EXERCISE GOAL: The required output is all lines below that contain the word "scheme".

[[ INPUT RECORDS, beginning ]]

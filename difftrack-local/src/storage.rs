//! Local-disk storage client.

use std::io;
use std::path::Path;
use std::sync::Arc;

use async_trait::async_trait;

use difftrack_core::{
    Callback, FileStat, StorageClient, StorageError, StorageResolver, Subscription,
};

use crate::watch::PathWatch;

/// Reads, writes and watches files on the local filesystem.
#[derive(Debug, Default)]
pub struct LocalStorage;

impl LocalStorage {
    pub fn new() -> Arc<Self> {
        Arc::new(Self)
    }
}

#[async_trait]
impl StorageClient for LocalStorage {
    async fn read_file(&self, path: &Path) -> Result<String, StorageError> {
        tokio::fs::read_to_string(path)
            .await
            .map_err(|e| StorageError::from_io(path, e))
    }

    /// Atomic write: contents go to a `.difftrack.tmp` sibling, then `rename`.
    async fn write_file(&self, path: &Path, contents: &str) -> Result<(), StorageError> {
        let Some(name) = path.file_name() else {
            return Err(StorageError::from_io(
                path,
                io::Error::new(io::ErrorKind::InvalidInput, "path has no file name"),
            ));
        };
        let mut tmp_name = name.to_os_string();
        tmp_name.push(".difftrack.tmp");
        let tmp_path = path.with_file_name(tmp_name);

        tokio::fs::write(&tmp_path, contents)
            .await
            .map_err(|e| StorageError::from_io(&tmp_path, e))?;
        if let Err(err) = tokio::fs::rename(&tmp_path, path).await {
            let _ = tokio::fs::remove_file(&tmp_path).await;
            return Err(StorageError::from_io(path, err));
        }
        tracing::debug!(path = %path.display(), bytes = contents.len(), "file saved");
        Ok(())
    }

    async fn stat(&self, path: &Path) -> Result<FileStat, StorageError> {
        let metadata = tokio::fs::metadata(path)
            .await
            .map_err(|e| StorageError::from_io(path, e))?;
        Ok(FileStat {
            is_file: metadata.is_file(),
            is_directory: metadata.is_dir(),
        })
    }

    fn watch(&self, path: &Path, callback: Callback) -> Result<Subscription, StorageError> {
        let watch = PathWatch::file(path, move || callback()).map_err(|err| {
            StorageError::from_io(path, io::Error::new(io::ErrorKind::Other, err))
        })?;
        Ok(Subscription::new(move || drop(watch)))
    }
}

/// Hands out [`LocalStorage`] for local paths; remote `scheme://` paths have
/// no client.
#[derive(Debug)]
pub struct LocalResolver {
    client: Arc<LocalStorage>,
}

impl LocalResolver {
    pub fn new() -> Arc<Self> {
        Arc::new(Self {
            client: LocalStorage::new(),
        })
    }
}

impl StorageResolver for LocalResolver {
    fn client_for(&self, path: &Path) -> Option<Arc<dyn StorageClient>> {
        if is_remote(path) {
            tracing::debug!(path = %path.display(), "no local client for remote path");
            return None;
        }
        Some(self.client.clone() as Arc<dyn StorageClient>)
    }
}

fn is_remote(path: &Path) -> bool {
    path.to_str()
        .and_then(|raw| raw.split_once("://"))
        .map(|(scheme, _)| {
            !scheme.is_empty()
                && scheme
                    .chars()
                    .all(|c| c.is_ascii_alphanumeric() || matches!(c, '+' | '-' | '.'))
        })
        .unwrap_or(false)
}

[[ INPUT RECORDS, end ]]

WRITTEN RESPONSE:
/// Hands out [`LocalStorage`] for local paths; remote `scheme://` paths have
        .map(|(scheme, _)| {
            !scheme.is_empty()
                && scheme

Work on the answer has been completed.